Il rilascio di ‘Le Grand’ (1942) ha segnato una pietra miliarenella valorizzazione commerciale della tipologia ‘nettarina’, iniziata nei primi del ‘900 a partire da semenzali di varia origine (come l’accessione pakistana ‘Quetta’ e le neozelandesi ‘Goldmine’ e ‘Lippiatt’) (Vendramin et al., 2012). Una piccola digressione: l’areale di origine del carattere nettarina non è tutt’ora noto, sebbene la diffusa presenza di nettarine nel Turkestan (ispiratrici del celebre saggio ‘The Golden Peach of Samarcanda) suggerisse ad Hedrick (1917) di indicare le oasi del Tarim, nella valle Fergana. In Europa, la nettarina ‘Sbergio’ (dall’arabo al-berchiga) fu introdotta in Sicilia forse a partire dal 965, mentre la sua coltivazione nella valle del Niceto sembrerebbe accertata a partire dal XVI secolo (Venuti, De agricultura opusculum, 1516). Il nome ‘nettarina’ appare intorno al 1660, ispirato dal tedesco nektarpfirsich = pesca-nettare, tradotto in inglese come ‘nectarine’.

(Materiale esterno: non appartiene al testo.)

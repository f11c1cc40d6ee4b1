//! Word-list facade: lifecycle, validation gate, query API.

use crate::checksum::SourceChecksum;
use crate::config::WordlistConfig;
use crate::error::CoreResult;
use crate::ingest::IngestionEngine;
use crate::meta::{self, MetaRecord, Validation};
use crate::normalize::normalize_line;
use crate::progress::PopulationProgress;
use crate::query;
use crate::state::{HealthRecord, HealthSeverity, StateCell, StoreState};
use parking_lot::Mutex;
use std::sync::atomic::{AtomicBool, AtomicU64, Ordering};
use std::sync::Arc;
use std::thread;
use std::time::{Duration, Instant};
use tracing::{debug, info, warn};
use wordvault_store::{KeyValueStore, Namespace};

/// Queries slower than this are logged (observability, not an error).
const QUERY_WARN_LATENCY: Duration = Duration::from_millis(100);

/// How long `close` waits for an active population run to stop.
const CLOSE_TIMEOUT: Duration = Duration::from_secs(60);

/// Poll interval for the bounded close wait.
const CLOSE_POLL: Duration = Duration::from_millis(250);

/// Lifecycle and query facade over one logical word list.
///
/// Construction is cheap; [`WordStore::open`] does the work and may
/// block for a full ingestion run, so callers invoke it from a
/// background worker ([`WordStore::spawn_open`]) rather than a serving
/// thread. Queries are safe at any time: before the store is `OPEN`
/// they simply return "not found", and `len` reports 0 until a load
/// completes.
pub struct WordStore {
    name: String,
    store: Arc<dyn KeyValueStore>,
    config: WordlistConfig,
    words_ns: Namespace,
    meta_ns: Namespace,
    state: StateCell,
    size: AtomicU64,
    pause: Arc<AtomicBool>,
    progress: Arc<PopulationProgress>,
    close_reason: Mutex<Option<String>>,
}

impl WordStore {
    /// Creates an unopened facade for the named word list.
    #[must_use]
    pub fn new(
        name: impl Into<String>,
        store: Arc<dyn KeyValueStore>,
        config: WordlistConfig,
    ) -> Self {
        let name = name.into();
        Self {
            words_ns: Namespace::new(format!("words:{name}")),
            meta_ns: Namespace::new(format!("meta:{name}")),
            name,
            store,
            config,
            state: StateCell::new(),
            size: AtomicU64::new(0),
            pause: Arc::new(AtomicBool::new(false)),
            progress: Arc::new(PopulationProgress::new()),
            close_reason: Mutex::new(None),
        }
    }

    /// Opens the store: validates existing data, reingests if needed.
    ///
    /// Runs synchronously and may take minutes to hours for a large
    /// source; call from a background worker. An unusable
    /// configuration (no source, missing source file) closes the
    /// store quietly rather than erroring - the owner observes the
    /// CLOSED state through [`WordStore::health`].
    ///
    /// # Errors
    ///
    /// Returns the underlying error after transitioning to CLOSED
    /// when validation or ingestion fails with a store or I/O error.
    pub fn open(&self) -> CoreResult<()> {
        if !self.state.transition(StoreState::New, StoreState::Opening) {
            debug!(list = %self.name, state = %self.state.get(), "open ignored");
            return Ok(());
        }

        let Some(source) = self.config.source.clone() else {
            self.close_with("no source configured");
            return Ok(());
        };
        if !source.exists() {
            self.close_with(format!("source not found: {}", source.display()));
            return Ok(());
        }

        match self.validate_and_populate(&source) {
            Ok(()) => {
                if self.pause.load(Ordering::Acquire) {
                    // close() raced the open; leave the state to it.
                    return Ok(());
                }
                let size = MetaRecord::load(self.store.as_ref(), &self.meta_ns)?
                    .map_or(0, |m| m.size);
                self.size.store(size, Ordering::Release);
                if self.state.transition(StoreState::Opening, StoreState::Open) {
                    info!(list = %self.name, size, "word store open");
                }
                Ok(())
            }
            Err(e) => {
                self.close_with(format!("open failed: {e}"));
                Err(e)
            }
        }
    }

    /// Submits `open` to a new worker thread, returning its handle.
    pub fn spawn_open(self: &Arc<Self>) -> thread::JoinHandle<CoreResult<()>> {
        let this = Arc::clone(self);
        thread::spawn(move || this.open())
    }

    /// Checksum/version/status gate, then ingestion when required.
    fn validate_and_populate(&self, source: &std::path::Path) -> CoreResult<()> {
        let current = SourceChecksum::compute(source, self.config.case_sensitive)?;

        let stored = MetaRecord::load(self.store.as_ref(), &self.meta_ns)?;
        match meta::validate(stored.as_ref(), &self.config, &current) {
            Validation::Trusted => {
                debug!(list = %self.name, "stored data trusted, no ingestion needed");
                return Ok(());
            }
            Validation::MustReset { reason } => {
                // A resumable run keeps its data and bookmark; anything
                // else is wiped before reingesting.
                let resumable = stored.as_ref().is_some_and(|m| {
                    m.status == crate::meta::IngestStatus::InProgress
                        && m.version == meta::version_string(&self.config)
                        && m.checksum.as_ref() == Some(&current)
                });
                if resumable {
                    info!(list = %self.name, "resuming interrupted population");
                } else {
                    info!(list = %self.name, reason, "stored data rejected, reingesting");
                    self.store.truncate(&self.words_ns)?;
                    self.store.truncate(&self.meta_ns)?;
                    MetaRecord::dirty(&self.config, Some(current.clone()))
                        .save(self.store.as_ref(), &self.meta_ns)?;
                }
            }
        }

        let mut engine = IngestionEngine::new(
            Arc::clone(&self.store),
            self.config.clone(),
            self.words_ns.clone(),
            self.meta_ns.clone(),
            Arc::clone(&self.pause),
            Arc::clone(&self.progress),
        )?;
        engine.init()?;
        engine.populate()
    }

    /// Whether any qualifying substring of `word` is in the list.
    ///
    /// Fail-safe: returns false when the store is not open, the input
    /// normalizes to nothing, or the store errors mid-query (logged).
    #[must_use]
    pub fn contains_word(&self, word: &str) -> bool {
        if self.state.get() != StoreState::Open {
            return false;
        }
        let Some(normalized) = normalize_line(
            word,
            self.config.case_sensitive,
            self.config.max_word_length,
        ) else {
            return false;
        };

        let started = Instant::now();
        let result = query::contains(
            self.store.as_ref(),
            &self.words_ns,
            &normalized,
            self.config.chunk_size,
        );
        let elapsed = started.elapsed();
        if elapsed > QUERY_WARN_LATENCY {
            warn!(list = %self.name, ?elapsed, "slow containment query");
        }

        match result {
            Ok(found) => found,
            Err(e) => {
                warn!(list = %self.name, error = %e, "query failed, treating as not found");
                false
            }
        }
    }

    /// Stored word count; 0 unless the store is open and the list is
    /// completely loaded.
    #[must_use]
    pub fn len(&self) -> u64 {
        if self.state.get() == StoreState::Open {
            self.size.load(Ordering::Acquire)
        } else {
            0
        }
    }

    /// Whether the open store holds no words.
    #[must_use]
    pub fn is_empty(&self) -> bool {
        self.len() == 0
    }

    /// Current lifecycle state.
    #[must_use]
    pub fn status(&self) -> StoreState {
        self.state.get()
    }

    /// Progress line while the store is opening.
    #[must_use]
    pub fn progress_line(&self) -> Option<String> {
        (self.state.get() == StoreState::Opening).then(|| self.progress.summary())
    }

    /// Structured health report.
    #[must_use]
    pub fn health(&self) -> HealthRecord {
        match self.state.get() {
            StoreState::Open => HealthRecord::new(
                HealthSeverity::Ok,
                format!("open, {} words", self.size.load(Ordering::Acquire)),
            ),
            StoreState::New => {
                HealthRecord::new(HealthSeverity::Caution, "word store not yet opened")
            }
            StoreState::Opening => HealthRecord::new(
                HealthSeverity::Caution,
                format!("word store opening: {}", self.progress.summary()),
            ),
            StoreState::Closed => {
                let reason = self
                    .close_reason
                    .lock()
                    .clone()
                    .unwrap_or_else(|| "word store closed".to_string());
                HealthRecord::new(HealthSeverity::Warn, reason)
            }
        }
    }

    /// Shuts the store down.
    ///
    /// Pauses any active population run and poll-waits (bounded) for
    /// the worker to stop; after the timeout the store closes anyway
    /// and the lingering worker is logged. Idempotent.
    pub fn close(&self) {
        if self.state.get() == StoreState::Closed {
            return;
        }
        self.pause.store(true, Ordering::Release);

        let deadline = Instant::now() + CLOSE_TIMEOUT;
        while self.progress.is_running() {
            if Instant::now() >= deadline {
                warn!(
                    list = %self.name,
                    "population worker did not stop within {CLOSE_TIMEOUT:?}, closing anyway"
                );
                break;
            }
            thread::sleep(CLOSE_POLL);
        }

        self.state.close();
        info!(list = %self.name, "word store closed");
    }

    /// Closes with a recorded diagnostic.
    fn close_with(&self, reason: impl Into<String>) {
        let reason = reason.into();
        warn!(list = %self.name, reason, "closing word store");
        *self.close_reason.lock() = Some(reason);
        self.state.close();
    }
}

impl std::fmt::Debug for WordStore {
    fn fmt(&self, f: &mut std::fmt::Formatter<'_>) -> std::fmt::Result {
        f.debug_struct("WordStore")
            .field("name", &self.name)
            .field("state", &self.state.get())
            .field("size", &self.size.load(Ordering::Relaxed))
            .finish_non_exhaustive()
    }
}

impl Drop for WordStore {
    fn drop(&mut self) {
        self.close();
    }
}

Il miglioramento varietale proseguiva negli anni ‘60 e ‘70 con la pesca ‘O’ Henry’, dal sovraccolore rosso esteso alla quasi totalita’ della buccia, e la nettarina ‘Red Gold’. Il rilascio di ‘Big Top’ (1983) rivoluziona l’assetto varietale, portando alla progessiva supremazia sul mercato della tipologia nettarina, a seguito di una combinazioni di caratteri come il sub-acido, la completa e precoce colorazione del frutto e l’elevatissima consistenza della polpa (‘a lento intenerimento’). Gli anni ‘80 vedono anche lo sviluppo di altre tipologie di frutto, come la piatta (a partire dalla ‘migliorata’ ‘Stark Saturn’, 1985), e le pesche sub-acide (prima fra tutte ‘Royal Glory’, 1987). Negli ultimi lustri si rileva un crescente interessa della Cina nel miglioramento varietale del pesco, mirato a colmare rapidamente i problemi della filiera peschicola cinese. Nonostante le cultivars migliorate di origine occidentale siano il punto di partenza dei nuovi programmi, l’enorme (e solo parzialmente esplorata) diversita’ di cui dispongono, potrebbe avere un ruolo fondamentale negli sviluppi futuri della coltura a livello mondiale.